Por Gina Montaner
En el trayecto de casi nueve horas de Madrid a Miami los auxiliares de vuelo se aseguraron de que los pasajeros hicieran uso de la mascarilla, salvo a la hora de la comida o la merienda.
Durante el viaje leí de un tirón la nueva novela de Rosa Montero, “La buena suerte”. En el relato a los personajes, que huyen de distintas circunstancias en sus vidas, les suceden todo tipo de infortunios, pero, de algún modo, la buena suerte pesa más que las desventuras.
Eso me hizo pensar en lo que había dejado atrás: días plenos en un Madrid todavía acariciado por los últimos destellos del verano.
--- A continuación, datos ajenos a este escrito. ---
//! Utility modules.

/// Date/time serialization helpers shared by drivers.
pub mod datetime;

/// Log sanitization utilities to prevent sensitive data exposure.
pub mod log_sanitizer;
Después de una amarga primavera llena de muertos y enfermos por la epidemia del coronavirus, el uso de la mascarilla ya es parte del ADN de los madrileños que salen a hacer la compra, a pasear, a dirigirse a sus trabajos o dejar a los niños en los colegios. Es verdaderamente difícil tropezarse con un irresponsable o un negacionista que se empeñe en no llevar protección facial y se arriesgue a ser multado.
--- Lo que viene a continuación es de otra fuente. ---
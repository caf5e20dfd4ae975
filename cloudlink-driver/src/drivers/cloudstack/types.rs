//! CloudStack API wire types
//!
//! Field names are the lower-case keys the API returns.

use serde::Deserialize;
use serde_json::Value;

/// Error body: `{"<command>response": {"errorcode": 431, "errortext": "..."}}`
#[derive(Debug, Deserialize)]
pub struct CloudStackErrorBody {
    #[serde(default)]
    pub errorcode: Option<u32>,
    #[serde(default)]
    pub cserrorcode: Option<u32>,
    #[serde(default)]
    pub errortext: Option<String>,
}

#[derive(Debug, Deserialize)]
pub struct JobRef {
    pub jobid: String,
}

#[derive(Debug, Deserialize)]
pub struct AsyncJobResult {
    pub jobstatus: u8,
    #[serde(default)]
    pub jobresult: Option<Value>,
    #[serde(default)]
    pub jobresultcode: Option<i64>,
}

/// Boolean acknowledgement, `success` may be a string or a bool.
#[derive(Debug, Deserialize)]
pub struct SuccessResponse {
    #[serde(default)]
    pub success: Option<Value>,
    #[serde(default)]
    pub displaytext: Option<String>,
}

// ============ Virtual machines ============

#[derive(Debug, Deserialize)]
pub struct VirtualMachine {
    pub id: String,
    #[serde(default)]
    pub name: Option<String>,
    #[serde(default)]
    pub displayname: Option<String>,
    #[serde(default)]
    pub state: String,
    #[serde(default)]
    pub zoneid: Option<String>,
    #[serde(default)]
    pub zonename: Option<String>,
    #[serde(default)]
    pub templateid: Option<String>,
    #[serde(default)]
    pub serviceofferingid: Option<String>,
    #[serde(default)]
    pub serviceofferingname: Option<String>,
    #[serde(default)]
    pub nic: Vec<VmNic>,
    #[serde(default)]
    pub publicip: Option<String>,
    #[serde(default)]
    pub keypair: Option<String>,
    #[serde(default)]
    pub password: Option<String>,
    #[serde(default)]
    pub hypervisor: Option<String>,
    #[serde(default)]
    pub cpunumber: Option<u32>,
    #[serde(default)]
    pub memory: Option<u64>,
    #[serde(default)]
    pub created: Option<String>,
    #[serde(default)]
    pub securitygroup: Vec<SecurityGroupRef>,
}

#[derive(Debug, Deserialize)]
pub struct VmNic {
    #[serde(default)]
    pub ipaddress: Option<String>,
    #[serde(default)]
    pub ip6address: Option<String>,
    #[serde(default)]
    pub networkid: Option<String>,
    #[serde(default)]
    pub isdefault: bool,
}

#[derive(Debug, Deserialize)]
pub struct SecurityGroupRef {
    #[serde(default)]
    pub name: Option<String>,
}

#[derive(Debug, Deserialize)]
pub struct Template {
    pub id: String,
    #[serde(default)]
    pub name: Option<String>,
    #[serde(default)]
    pub displaytext: Option<String>,
    #[serde(default)]
    pub ostypename: Option<String>,
    #[serde(default)]
    pub zoneid: Option<String>,
    #[serde(default)]
    pub hypervisor: Option<String>,
    #[serde(default)]
    pub format: Option<String>,
    #[serde(default)]
    pub size: Option<u64>,
    #[serde(default)]
    pub isready: Option<bool>,
}

#[derive(Debug, Deserialize)]
pub struct ServiceOffering {
    pub id: String,
    pub name: String,
    #[serde(default)]
    pub displaytext: Option<String>,
    #[serde(default)]
    pub cpunumber: Option<u32>,
    #[serde(default)]
    pub cpuspeed: Option<u32>,
    /// MB
    #[serde(default)]
    pub memory: Option<u64>,
    #[serde(default)]
    pub storagetype: Option<String>,
}

#[derive(Debug, Deserialize)]
pub struct CsZone {
    pub id: String,
    pub name: String,
    #[serde(default)]
    pub networktype: Option<String>,
    #[serde(default)]
    pub allocationstate: Option<String>,
}

// ============ Storage ============

#[derive(Debug, Deserialize)]
pub struct CsVolume {
    pub id: String,
    #[serde(default)]
    pub name: Option<String>,
    /// Bytes
    #[serde(default)]
    pub size: Option<u64>,
    #[serde(default)]
    pub state: String,
    #[serde(default)]
    pub virtualmachineid: Option<String>,
    #[serde(default, rename = "type")]
    pub volume_type: Option<String>,
    #[serde(default)]
    pub zoneid: Option<String>,
    #[serde(default)]
    pub deviceid: Option<u32>,
    #[serde(default)]
    pub diskofferingid: Option<String>,
    #[serde(default)]
    pub created: Option<String>,
}

#[derive(Debug, Deserialize)]
pub struct DiskOffering {
    pub id: String,
    #[serde(default)]
    pub name: Option<String>,
    #[serde(default)]
    pub iscustomized: bool,
}

#[derive(Debug, Deserialize)]
pub struct CsSnapshot {
    pub id: String,
    #[serde(default)]
    pub name: Option<String>,
    #[serde(default)]
    pub volumeid: Option<String>,
    #[serde(default)]
    pub state: String,
    #[serde(default)]
    pub created: Option<String>,
    #[serde(default)]
    pub intervaltype: Option<String>,
    /// Bytes
    #[serde(default)]
    pub virtualsize: Option<u64>,
}

#[derive(Debug, Deserialize)]
pub struct SshKeyPair {
    pub name: String,
    #[serde(default)]
    pub fingerprint: Option<String>,
    #[serde(default)]
    pub privatekey: Option<String>,
}

#[derive(Debug, Deserialize)]
pub struct KeyPairResponse {
    pub keypair: SshKeyPair,
}

// ============ Networking ============

#[derive(Debug, Deserialize)]
pub struct CsNetwork {
    pub id: String,
    #[serde(default)]
    pub name: Option<String>,
    #[serde(default)]
    pub displaytext: Option<String>,
    #[serde(default)]
    pub zoneid: Option<String>,
    #[serde(default)]
    pub state: Option<String>,
    #[serde(default)]
    pub cidr: Option<String>,
    #[serde(default, rename = "type")]
    pub network_type: Option<String>,
}

#[derive(Debug, Deserialize)]
pub struct PublicIpAddress {
    pub id: String,
    pub ipaddress: String,
    #[serde(default)]
    pub zoneid: Option<String>,
    #[serde(default)]
    pub virtualmachineid: Option<String>,
    #[serde(default)]
    pub issourcenat: bool,
    #[serde(default)]
    pub isstaticnat: bool,
    #[serde(default)]
    pub associatednetworkid: Option<String>,
}

#[derive(Debug, Deserialize)]
pub struct LoadBalancerRule {
    pub id: String,
    pub name: String,
    #[serde(default)]
    pub publicip: Option<String>,
    #[serde(default)]
    pub publicipid: Option<String>,
    /// Ports are strings in responses.
    #[serde(default)]
    pub publicport: Option<String>,
    #[serde(default)]
    pub privateport: Option<String>,
    #[serde(default)]
    pub algorithm: Option<String>,
    #[serde(default)]
    pub state: Option<String>,
    #[serde(default)]
    pub zoneid: Option<String>,
    #[serde(default)]
    pub networkid: Option<String>,
    #[serde(default)]
    pub protocol: Option<String>,
    #[serde(default)]
    pub description: Option<String>,
}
Por eso inquietan los datos en la Comunidad de Madrid, donde después del veraneo en distintas partes del país los casos positivos han aumentado, pues en general la ciudadanía obedece a pie juntillas las normas sanitarias.
No es menos cierto, y se trata de un fenómeno global, que en los barrios más afectados viven familias con menos recursos en viviendas más reducidas y que hacen uso del transporte público para ir a sus trabajos. Es una realidad que marca diferencias sociales y económicas a la hora de ser más o menos vulnerables frente a la amenaza del coronavirus.
Al llegar a nuestro destino, donde en el Aeropuerto Internacional de Miami nadie toma la temperatura de los viajeros a pesar de que se anunció dicha medida durante el vuelo, vuelvo a ver en las calles a muchas personas que no obedecen la ordenanza del uso de mascarillas en lugares públicos. En la caminata a lo largo del malecón de Brickell Key abundan los paseantes que deambulan y conversan sin protección alguna e ignorando los grandes carteles que resaltan multas de hasta $500 si se viola la medida.
A la misma vez, integrantes de grupos antimascarillas irrumpen en comercios, donde acosan a las personas que siguen las reglas y se jactan de ello publicando vídeos en las redes sociales. Son revoltosos del movimiento negacionista que repite y divulga peligrosas teorías de conspiración.
Todo esto discurre en paralelo con el presidente Donald Trump desacreditando a autoridades del Centro de Control de Enfermedades (CDC), que reiteran la importancia del uso de mascarillas como freno a una epidemia que continuará campeando a sus anchas hasta que haya una vacuna.
En la Florida las autoridades celebran que el número de contagios ha disminuido después de un pico que llegó a saturar los hospitales. Pero el comportamiento de tanta gente insensata y polarizada por militancias que contradicen los datos fehacientes de la ciencia es todo un desafío al sentido común.
Lo cierto es que en países de Europa donde hasta el momento se había controlado la epidemia con bastante éxito, ahora se enfrentan a una preocupante segunda ola: en Alemania y Dinamarca, ejemplos de una eficaz y rápida gestión sanitaria, se plantean confinamientos selectivos para evitar los rebrotes.
En la Comunidad de Madrid, donde nadie quiere revivir tan duro trance, el tira y afloja entre el gobierno central y las autoridades locales deja en el medio a una población desconcertada y sin norte. Pero, eso sí, con la responsabilidad individual tatuada como un escapulario que ahuyenta los malos tiempos que han dejado atrás. De ahí el uso de la mascarilla como parte de la vida diaria. Salvo algún reducto ultra, el rebaño obedece para salvarse y salvar vidas.
¿Será que la mala y la buena suerte son ejes en esta época de incertidumbres y pandemias que nos dividen al reconocernos o desconocernos en el uso o el repudio de la mascarilla? Solo así se explica que el azar sea tan injusto con unos y tan benévolo con otros.